When using the relevance adjustments, it is run on each metabib.x_entry.value 
that is retrieved in the initial resultset, which in many cases would be 
thousands of records.  You can adjust the LIMIT in the above query to see how 
it slows down as the result set gets larger.  It is also run for each 
relevance_adjustment, however I'm assuming that the query parser is treating it 
properly as IMMUTABLE and only running it once for each adjustment.

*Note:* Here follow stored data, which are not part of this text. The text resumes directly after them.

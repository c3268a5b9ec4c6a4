//! ONNX-based embedding model implementation.

use std::sync::Mutex;

use async_trait::async_trait;
use ndarray::ArrayViewD;
use ort::session::builder::GraphOptimizationLevel;
use ort::session::Session;
use ort::value::Tensor;
use tokenizers::Tokenizer;
use tracing::{debug, info};

use nlq_core::{Embedder, EmbeddingConfig, NlqError, Result};

/// ONNX-based embedder for a sentence-transformer style model.
///
/// Mean pooling over valid tokens, L2 normalized output. The session
/// lives behind a Mutex because ort sessions need `&mut` to run.
pub struct OnnxEmbedder {
    session: Mutex<Session>,
    tokenizer: Tokenizer,
    dimension: usize,
}

impl OnnxEmbedder {
    /// Load the model and tokenizer from the configured paths.
    ///
    /// Any load failure maps to `EmbeddingUnavailable`; callers decide
    /// whether to degrade or abort.
    pub fn load(config: &EmbeddingConfig) -> Result<Self> {
        info!("Loading ONNX embedding model from {:?}", config.model_path);

        let session = Session::builder()
            .map_err(|e| NlqError::embedding_unavailable(format!("session builder: {}", e)))?
            .with_optimization_level(GraphOptimizationLevel::Level3)
            .map_err(|e| NlqError::embedding_unavailable(format!("optimization level: {}", e)))?
            .with_intra_threads(4)
            .map_err(|e| NlqError::embedding_unavailable(format!("thread count: {}", e)))?
            .commit_from_file(&config.model_path)
            .map_err(|e| NlqError::embedding_unavailable(format!("model load: {}", e)))?;

        let tokenizer = Tokenizer::from_file(&config.tokenizer_path)
            .map_err(|e| NlqError::embedding_unavailable(format!("tokenizer load: {}", e)))?;

        info!("Embedder initialized: dim={}", config.dimension);

        Ok(Self {
            session: Mutex::new(session),
            tokenizer,
            dimension: config.dimension,
        })
    }

    fn embed_text(&self, text: &str) -> Result<Vec<f32>> {
        let encoding = self
            .tokenizer
            .encode(text, true)
            .map_err(|e| NlqError::embedding_unavailable(format!("tokenization failed: {}", e)))?;

        let ids = encoding.get_ids();
        let mask = encoding.get_attention_mask();
        let seq_len = ids.len();

        if seq_len == 0 {
            return Ok(vec![0.0; self.dimension]);
        }

        let input_ids: Vec<i64> = ids.iter().map(|&id| id as i64).collect();
        let attention_mask: Vec<i64> = mask.iter().map(|&m| m as i64).collect();

        let input_ids_tensor = Tensor::from_array((vec![1, seq_len], input_ids))
            .map_err(|e| NlqError::embedding_unavailable(format!("input tensor: {}", e)))?;
        let attention_mask_tensor = Tensor::from_array((vec![1, seq_len], attention_mask))
            .map_err(|e| NlqError::embedding_unavailable(format!("mask tensor: {}", e)))?;

        let mut session = self
            .session
            .lock()
            .map_err(|e| NlqError::embedding_unavailable(format!("session lock: {}", e)))?;

        let outputs = session
            .run(ort::inputs![
                "input_ids" => input_ids_tensor,
                "attention_mask" => attention_mask_tensor
            ])
            .map_err(|e| NlqError::embedding_unavailable(format!("inference failed: {}", e)))?;

        let (_, output) = outputs
            .iter()
            .next()
            .ok_or_else(|| NlqError::embedding_unavailable("no output tensor"))?;

        let view = output
            .try_extract_array::<f32>()
            .map_err(|e| NlqError::embedding_unavailable(format!("tensor extract: {}", e)))?;

        let shape: Vec<usize> = view.shape().to_vec();
        debug!("Embedding output shape: {:?}", shape);

        let embedding = match shape.len() {
            // (1, seq_len, hidden) - mean pool over valid tokens
            3 => mean_pool(&view, mask),
            // (1, hidden) - already pooled
            2 => (0..shape[1]).map(|j| view[[0, j]]).collect(),
            _ => {
                return Err(NlqError::embedding_unavailable(format!(
                    "unexpected output shape: {:?}",
                    shape
                )))
            }
        };

        Ok(l2_normalize(embedding))
    }
}

#[async_trait]
impl Embedder for OnnxEmbedder {
    async fn embed(&self, text: &str) -> Result<Vec<f32>> {
        // Inference is synchronous; the session is not Send.
        self.embed_text(text)
    }

    fn dimension(&self) -> usize {
        self.dimension
    }
}

/// Mean pooling over the sequence dimension with attention mask.
fn mean_pool(view: &ArrayViewD<'_, f32>, mask: &[u32]) -> Vec<f32> {
    let seq_len = view.shape()[1];
    let hidden = view.shape()[2];

    let valid: Vec<usize> = (0..seq_len)
        .filter(|&j| mask.get(j).copied().unwrap_or(0) == 1)
        .collect();
    if valid.is_empty() {
        return vec![0.0; hidden];
    }

    let mut sum = vec![0.0f32; hidden];
    for &j in &valid {
        for k in 0..hidden {
            sum[k] += view[[0, j, k]];
        }
    }
    sum.iter().map(|s| s / valid.len() as f32).collect()
}

/// L2 normalize a vector in place.
fn l2_normalize(mut v: Vec<f32>) -> Vec<f32> {
    let norm: f32 = v.iter().map(|x| x * x).sum::<f32>().sqrt();
    if norm > 0.0 {
        for x in &mut v {
            *x /= norm;
        }
    }
    v
}

#[cfg(test)]
mod tests {
    use super::*;
    use ndarray::ArrayD;

    #[test]
    fn test_l2_normalize() {
        let v = l2_normalize(vec![3.0, 4.0]);
        assert!((v[0] - 0.6).abs() < 1e-6);
        assert!((v[1] - 0.8).abs() < 1e-6);
    }

    #[test]
    fn test_l2_normalize_zero_vector() {
        let v = l2_normalize(vec![0.0, 0.0]);
        assert_eq!(v, vec![0.0, 0.0]);
    }

    #[test]
    fn test_mean_pool_skips_padding() {
        // (1, 3, 2): token embeddings [1,2], [3,4], [100,100] with the
        // last one masked out.
        let data = vec![1.0, 2.0, 3.0, 4.0, 100.0, 100.0];
        let arr = ArrayD::from_shape_vec(vec![1, 3, 2], data).unwrap();
        let pooled = mean_pool(&arr.view(), &[1, 1, 0]);
        assert_eq!(pooled, vec![2.0, 3.0]);
    }
}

Anyway, not entirely sure about how this analysis holds up in trunk as we've 
done this testing on Postgres 8.4 and Eg 2.0 and it looks like there's new code 
in trunk in O:A:Storage:Driver:Pg:QueryParser.pm, but no changes to those bits. 
 

I've attached some sample SQL of part of a 2.0 query and the same query without 
naco_normalize run on the metabib table.  In my testing on our production 
dataset, this query -- a search for "Canada" -- went from over 80 seconds to 
less than 10 by removing the naco_normalize (it's still being run on the 
incoming term though which is probably unavoidable)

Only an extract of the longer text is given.